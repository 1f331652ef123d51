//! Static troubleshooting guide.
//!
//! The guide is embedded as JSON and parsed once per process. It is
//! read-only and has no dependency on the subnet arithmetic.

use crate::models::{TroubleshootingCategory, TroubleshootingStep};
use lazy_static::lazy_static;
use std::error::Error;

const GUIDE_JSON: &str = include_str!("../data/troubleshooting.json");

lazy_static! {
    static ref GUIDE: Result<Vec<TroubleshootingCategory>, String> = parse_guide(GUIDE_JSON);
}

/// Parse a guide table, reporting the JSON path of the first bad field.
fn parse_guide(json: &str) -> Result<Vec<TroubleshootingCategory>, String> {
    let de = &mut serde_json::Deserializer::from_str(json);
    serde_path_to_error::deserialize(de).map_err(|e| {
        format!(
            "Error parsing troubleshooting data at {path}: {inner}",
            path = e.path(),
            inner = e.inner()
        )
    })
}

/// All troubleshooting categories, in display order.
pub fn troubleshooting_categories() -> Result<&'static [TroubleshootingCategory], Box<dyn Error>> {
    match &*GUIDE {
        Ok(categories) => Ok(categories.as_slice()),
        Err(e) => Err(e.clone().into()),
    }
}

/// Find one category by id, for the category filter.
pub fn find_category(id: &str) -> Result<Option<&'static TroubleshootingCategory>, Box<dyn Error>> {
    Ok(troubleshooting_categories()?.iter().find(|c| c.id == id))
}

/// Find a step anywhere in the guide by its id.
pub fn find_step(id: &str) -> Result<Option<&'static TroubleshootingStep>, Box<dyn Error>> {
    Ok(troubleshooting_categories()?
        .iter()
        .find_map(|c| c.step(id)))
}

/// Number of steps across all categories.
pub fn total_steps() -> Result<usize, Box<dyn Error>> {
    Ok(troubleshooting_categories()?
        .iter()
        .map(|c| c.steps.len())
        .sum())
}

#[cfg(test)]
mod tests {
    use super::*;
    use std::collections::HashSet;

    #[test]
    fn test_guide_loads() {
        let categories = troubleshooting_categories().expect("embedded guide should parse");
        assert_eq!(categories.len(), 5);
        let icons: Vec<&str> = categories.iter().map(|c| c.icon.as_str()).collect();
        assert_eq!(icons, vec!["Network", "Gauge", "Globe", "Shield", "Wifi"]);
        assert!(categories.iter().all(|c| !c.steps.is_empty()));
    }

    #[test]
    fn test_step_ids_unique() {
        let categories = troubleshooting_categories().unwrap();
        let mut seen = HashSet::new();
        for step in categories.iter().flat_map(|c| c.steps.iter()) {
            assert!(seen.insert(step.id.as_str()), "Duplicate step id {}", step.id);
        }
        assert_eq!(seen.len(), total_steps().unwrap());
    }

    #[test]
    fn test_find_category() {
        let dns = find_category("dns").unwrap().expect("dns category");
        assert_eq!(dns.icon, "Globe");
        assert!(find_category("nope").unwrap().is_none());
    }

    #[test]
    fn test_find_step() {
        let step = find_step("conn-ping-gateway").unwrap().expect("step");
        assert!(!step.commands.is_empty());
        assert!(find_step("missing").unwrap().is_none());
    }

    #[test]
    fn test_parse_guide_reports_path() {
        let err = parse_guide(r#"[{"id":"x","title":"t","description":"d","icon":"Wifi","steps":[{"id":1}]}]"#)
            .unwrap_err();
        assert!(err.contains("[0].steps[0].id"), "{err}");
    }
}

-------

TASK PROMPT:
Without omission, return all of the records exactly as given.

COMPLETED TASK:
repository 1f331652ef123d51
//! Static troubleshooting guide.
//!
//! The guide is embedded as JSON and parsed once per process. It is
//! read-only and has no dependency on the subnet arithmetic.

use crate::models::{TroubleshootingCategory, TroubleshootingStep};
use lazy_static::lazy_static;
use std::error::Error;

const GUIDE_JSON: &str = include_str!("../data/troubleshooting.json");

lazy_static! {
    static ref GUIDE: Result<Vec<TroubleshootingCategory>, String> = parse_guide(GUIDE_JSON);
}

/// Parse a guide table, reporting the JSON path of the first bad field.
fn parse_guide(json: &str) -> Result<Vec<TroubleshootingCategory>, String> {
    let de = &mut serde_json::Deserializer::from_str(json);
    serde_path_to_error::deserialize(de).map_err(|e| {
        format!(
            "Error parsing troubleshooting data at {path}: {inner}",
            path = e.path(),
            inner = e.inner()
        )
    })
}

/// All troubleshooting categories, in display order.
pub fn troubleshooting_categories() -> Result<&'static [TroubleshootingCategory], Box<dyn Error>> {
    match &*GUIDE {
        Ok(categories) => Ok(categories.as_slice()),
        Err(e) => Err(e.clone().into()),
    }
}

/// Find one category by id, for the category filter.
pub fn find_category(id: &str) -> Result<Option<&'static TroubleshootingCategory>, Box<dyn Error>> {
    Ok(troubleshooting_categories()?.iter().find(|c| c.id == id))
}

/// Find a step anywhere in the guide by its id.
pub fn find_step(id: &str) -> Result<Option<&'static TroubleshootingStep>, Box<dyn Error>> {
    Ok(troubleshooting_categories()?
        .iter()
        .find_map(|c| c.step(id)))
}

/// Number of steps across all categories.
pub fn total_steps() -> Result<usize, Box<dyn Error>> {
    Ok(troubleshooting_categories()?
        .iter()
        .map(|c| c.steps.len())
        .sum())
}

#[cfg(test)]
mod tests {
    use super::*;
    use std::collections::HashSet;

    #[test]
    fn test_guide_loads() {
        let categories = troubleshooting_categories().expect("embedded guide should parse");
        assert_eq!(categories.len(), 5);
        let icons: Vec<&str> = categories.iter().map(|c| c.icon.as_str()).collect();
        assert_eq!(icons, vec!["Network", "Gauge", "Globe", "Shield", "Wifi"]);
        assert!(categories.iter().all(|c| !c.steps.is_empty()));
    }

    #[test]
    fn test_step_ids_unique() {
        let categories = troubleshooting_categories().unwrap();
        let mut seen = HashSet::new();
        for step in categories.iter().flat_map(|c| c.steps.iter()) {
            assert!(seen.insert(step.id.as_str()), "Duplicate step id {}", step.id);
        }
        assert_eq!(seen.len(), total_steps().unwrap());
    }

    #[test]
    fn test_find_category() {
        let dns = find_category("dns").unwrap().expect("dns category");
        assert_eq!(dns.icon, "Globe");
        assert!(find_category("nope").unwrap().is_none());
    }

    #[test]
    fn test_find_step() {
        let step = find_step("conn-ping-gateway").unwrap().expect("step");
        assert!(!step.commands.is_empty());
        assert!(find_step("missing").unwrap().is_none());
    }

    #[test]
    fn test_parse_guide_reports_path() {
        let err = parse_guide(r#"[{"id":"x","title":"t","description":"d","icon":"Wifi","steps":[{"id":1}]}]"#)
            .unwrap_err();
        assert!(err.contains("[0].steps[0].id"), "{err}");
    }
}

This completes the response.